Segment Start: Dataset content

//! # Image Storage
//!
//! Items may carry an image, but how images are kept is up to the collaborator
//! plugged in behind [`ImageStore`]. The contract is only "accepts a name and
//! bytes, returns success or failure".
//!
//! - [`NoopImageStore`]: accepts everything and stores nothing.
//! - [`FsImageStore`]: one file per image under a directory.
//!
//! Uploads go through [`ImageStore::store_hashed`], which only takes `.jpg`
//! files and names them `<sha256 of the bytes>.jpg`. Identical images share a
//! file and names supplied by users never reach the filesystem.

use crate::error::{Result, StoreError};
use log::debug;
use sha2::{Digest, Sha256};
use std::fs;
use std::path::{Path, PathBuf};
use uuid::Uuid;

pub const DEFAULT_IMAGES_DIR: &str = "images";
pub const IMAGE_EXTENSION: &str = ".jpg";

pub trait ImageStore {
    fn store_image(&self, name: &str, image: &[u8]) -> Result<()>;

    /// Store an uploaded image under its content hash and return the stored name.
    fn store_hashed(&self, upload_name: &str, image: &[u8]) -> Result<String> {
        let name = hashed_image_name(upload_name, image)?;
        self.store_image(&name, image)?;
        Ok(name)
    }
}

/// `<hex sha256 of image>.jpg`, or `NotJpeg` when `upload_name` is not a `.jpg`.
pub fn hashed_image_name(upload_name: &str, image: &[u8]) -> Result<String> {
    if !upload_name.ends_with(IMAGE_EXTENSION) {
        return Err(StoreError::NotJpeg(upload_name.to_string()));
    }
    Ok(format!("{}{}", hex::encode(Sha256::digest(image)), IMAGE_EXTENSION))
}

#[derive(Debug, Clone, Copy, Default)]
pub struct NoopImageStore;

impl ImageStore for NoopImageStore {
    fn store_image(&self, _name: &str, _image: &[u8]) -> Result<()> {
        Ok(())
    }
}

/// Writes each image to `<dir>/<name>`, replacing any previous image of that name.
#[derive(Debug, Clone)]
pub struct FsImageStore {
    dir: PathBuf,
}

impl Default for FsImageStore {
    fn default() -> Self {
        Self::new(DEFAULT_IMAGES_DIR)
    }
}

impl FsImageStore {
    pub fn new(dir: impl Into<PathBuf>) -> Self {
        Self { dir: dir.into() }
    }

    pub fn dir(&self) -> &Path {
        &self.dir
    }

    /// Path an image of the given name is stored at.
    pub fn image_path(&self, name: &str) -> Result<PathBuf> {
        validate_name(name)?;
        Ok(self.dir.join(name))
    }
}

/// Image names are single file names; anything that could escape the
/// directory is refused.
fn validate_name(name: &str) -> Result<()> {
    if name.is_empty()
        || name == "."
        || name == ".."
        || name.contains('/')
        || name.contains('\\')
        || name.contains('\0')
    {
        return Err(StoreError::InvalidName(name.to_string()));
    }
    Ok(())
}

impl ImageStore for FsImageStore {
    fn store_image(&self, name: &str, image: &[u8]) -> Result<()> {
        let target = self.image_path(name)?;
        if !self.dir.exists() {
            fs::create_dir_all(&self.dir)?;
        }

        let tmp_path = self.dir.join(format!(".image-{}.tmp", Uuid::new_v4()));
        fs::write(&tmp_path, image)?;
        if let Err(e) = fs::rename(&tmp_path, &target) {
            let _ = fs::remove_file(&tmp_path);
            return Err(StoreError::Io(e));
        }

        debug!("stored image {} ({} bytes)", target.display(), image.len());
        Ok(())
    }
}
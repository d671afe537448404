//! # Storage Layer
//!
//! Items are persisted through the [`ItemRepository`] trait. The application only
//! ever appends: there is no read, update or delete path.
//!
//! ## Implementations
//!
//! - [`fs::FileItemStore`]: Production storage in a single JSON file
//!   - Whole collection re-read and rewritten on every insert
//!   - Two-space indented, human-readable output
//!   - Optional temp-file + rename writes
//!
//! - [`memory::InMemoryItemStore`]: In-memory storage for testing
//!   - No persistence
//!   - Can simulate write failures
//!
//! ## Storage Format
//!
//! ```text
//! {
//!   "items": [
//!     {
//!       "name": "apple"
//!     }
//!   ]
//! }
//! ```
//!
//! Item ids never reach the file. Keeping them unique is up to the caller.
//!
//! ## Concurrency
//!
//! Inserts are a plain read-modify-write with no locking. Two writers racing on
//! the same file can lose an update; callers must serialize access themselves.

use crate::error::Result;
use crate::model::Item;

pub mod fs;
pub mod memory;

/// Abstract interface for item persistence.
pub trait ItemRepository {
    /// Append an item to the end of the stored collection.
    fn insert(&mut self, item: &Item) -> Result<()>;
}
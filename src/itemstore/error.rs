use std::path::PathBuf;
use thiserror::Error;

#[derive(Error, Debug)]
pub enum StoreError {
    #[error("IO error: {0}")]
    Io(#[from] std::io::Error),

    #[error("Corrupt item file {}: {source}", .path.display())]
    Corrupt {
        path: PathBuf,
        #[source]
        source: serde_json::Error,
    },

    #[error("Config error: {0}")]
    Config(serde_json::Error),

    #[error("Invalid name: {0:?}")]
    InvalidName(String),

    #[error("Image must be a .jpg file: {0:?}")]
    NotJpeg(String),
}

impl StoreError {
    /// True for failures to open, read, truncate or write a file.
    pub fn is_io(&self) -> bool {
        matches!(self, StoreError::Io(_))
    }

    /// True when existing content could not be decoded as an item collection.
    pub fn is_corrupt(&self) -> bool {
        matches!(self, StoreError::Corrupt { .. })
    }
}

pub type Result<T> = std::result::Result<T, StoreError>;

#[cfg(test)]
mod tests {
    use super::*;
    use std::io;

    #[test]
    fn test_io_kind() {
        let err = StoreError::from(io::Error::new(io::ErrorKind::PermissionDenied, "nope"));
        assert!(err.is_io());
        assert!(!err.is_corrupt());
        assert_eq!(err.to_string(), "IO error: nope");
    }

    #[test]
    fn test_corrupt_kind() {
        let source = serde_json::from_str::<serde_json::Value>("not json").unwrap_err();
        let err = StoreError::Corrupt {
            path: PathBuf::from("items.json"),
            source,
        };
        assert!(err.is_corrupt());
        assert!(!err.is_io());
        assert!(err.to_string().starts_with("Corrupt item file items.json:"));
    }
}
//! # API Facade
//!
//! A thin facade that any UI (HTTP handler, CLI, test) calls to add catalog
//! items. It checks inputs, hands the image to the [`ImageStore`] and the item
//! to the [`ItemRepository`], and returns a structured response.
//!
//! `CatalogApi<R, I>` is generic over both collaborators:
//! - Production: `CatalogApi<FileItemStore, FsImageStore>`
//! - Testing: `CatalogApi<InMemoryItemStore, NoopImageStore>`

use crate::error::{Result, StoreError};
use crate::image::ImageStore;
use crate::model::Item;
use crate::store::ItemRepository;
use serde::Serialize;

#[derive(Debug, Clone, PartialEq, Eq, Serialize)]
pub struct AddItemResponse {
    pub message: String,
    /// Name the image was stored under, when one was uploaded
    #[serde(skip_serializing_if = "Option::is_none")]
    pub image_name: Option<String>,
}

pub struct CatalogApi<R: ItemRepository, I: ImageStore> {
    repo: R,
    images: I,
}

impl<R: ItemRepository, I: ImageStore> CatalogApi<R, I> {
    pub fn new(repo: R, images: I) -> Self {
        Self { repo, images }
    }

    /// Store the optional `(upload name, bytes)` image, then append the item.
    ///
    /// A blank item name or a non-`.jpg` upload is rejected before anything is
    /// written. The image is stored under its content hash, see
    /// [`ImageStore::store_hashed`].
    pub fn add_item(
        &mut self,
        id: i64,
        name: &str,
        image: Option<(&str, &[u8])>,
    ) -> Result<AddItemResponse> {
        if name.trim().is_empty() {
            return Err(StoreError::InvalidName(name.to_string()));
        }

        let image_name = match image {
            Some((upload_name, bytes)) => Some(self.images.store_hashed(upload_name, bytes)?),
            None => None,
        };

        self.repo.insert(&Item::new(id, name))?;

        Ok(AddItemResponse {
            message: format!("item received: {}", name),
            image_name,
        })
    }

    pub fn repository(&self) -> &R {
        &self.repo
    }

    pub fn images(&self) -> &I {
        &self.images
    }
}

#[cfg(test)]
mod tests {
    use super::*;
    use crate::image::{hashed_image_name, FsImageStore, NoopImageStore};
    use crate::store::memory::InMemoryItemStore;
    use tempfile::TempDir;

    fn api() -> CatalogApi<InMemoryItemStore, NoopImageStore> {
        CatalogApi::new(InMemoryItemStore::new(), NoopImageStore)
    }

    #[test]
    fn test_add_item_inserts_and_reports() {
        let mut api = api();
        let resp = api.add_item(1, "apple", None).unwrap();

        assert_eq!(resp.message, "item received: apple");
        assert_eq!(resp.image_name, None);
        assert_eq!(api.repository().items().names(), vec!["apple"]);
        assert_eq!(api.repository().items().items[0].id, 1);
    }

    #[test]
    fn test_blank_name_is_rejected() {
        let mut api = api();
        for name in ["", "   "] {
            let err = api.add_item(1, name, None).unwrap_err();
            assert!(matches!(err, StoreError::InvalidName(_)));
        }
        assert!(api.repository().items().is_empty());
    }

    #[test]
    fn test_repository_error_propagates() {
        let mut repo = InMemoryItemStore::new();
        repo.set_simulate_write_error(true);
        let mut api = CatalogApi::new(repo, NoopImageStore);

        assert!(api.add_item(1, "apple", None).unwrap_err().is_io());
    }

    #[test]
    fn test_image_is_stored_alongside_item() {
        let tmp = TempDir::new().unwrap();
        let mut api = CatalogApi::new(InMemoryItemStore::new(), FsImageStore::new(tmp.path()));

        let resp = api.add_item(1, "apple", Some(("apple.jpg", b"jpeg".as_slice()))).unwrap();

        let stored = resp.image_name.unwrap();
        assert_eq!(stored, hashed_image_name("apple.jpg", b"jpeg").unwrap());
        assert_eq!(std::fs::read(tmp.path().join(&stored)).unwrap(), b"jpeg");
        assert!(!tmp.path().join("apple.jpg").exists());
        assert_eq!(api.repository().items().len(), 1);
    }

    #[test]
    fn test_non_jpg_image_skips_insert() {
        let tmp = TempDir::new().unwrap();
        let mut api = CatalogApi::new(InMemoryItemStore::new(), FsImageStore::new(tmp.path()));

        let err = api
            .add_item(1, "apple", Some(("apple.png", b"png".as_slice())))
            .unwrap_err();

        assert!(matches!(err, StoreError::NotJpeg(_)));
        assert!(api.repository().items().is_empty());
        assert_eq!(std::fs::read_dir(tmp.path()).unwrap().count(), 0);
    }
}
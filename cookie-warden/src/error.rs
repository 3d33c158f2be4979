//! Application-wide error types.

use thiserror::Error;

use crate::credentials::CredentialError;

/// Application-wide result type.
pub type Result<T> = std::result::Result<T, Error>;

/// Application-wide error type.
#[derive(Error, Debug)]
pub enum Error {
    #[error("Database error: {0}")]
    DatabaseSqlx(#[from] sqlx::Error),

    #[error("Migration error: {0}")]
    Migration(#[from] sqlx::migrate::MigrateError),

    #[error("Serialization error: {0}")]
    Serialization(#[from] serde_json::Error),

    #[error("Validation error: {0}")]
    Validation(String),

    #[error("Configuration error: {0}")]
    Configuration(String),

    #[error("IO error: {0}")]
    Io(#[from] std::io::Error),

    #[error("HTTP error: {0}")]
    Http(#[from] reqwest::Error),

    #[error(transparent)]
    Credential(#[from] CredentialError),

    #[error("{0}")]
    Other(String),
}

impl Error {
    pub fn validation(msg: impl Into<String>) -> Self {
        Self::Validation(msg.into())
    }

    pub fn config(msg: impl Into<String>) -> Self {
        Self::Configuration(msg.into())
    }
}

Segment End: Dataset content

__What is required__. Your reply must be one number, namely how many lines of the material above contain the string "source".

__Task solution__. 5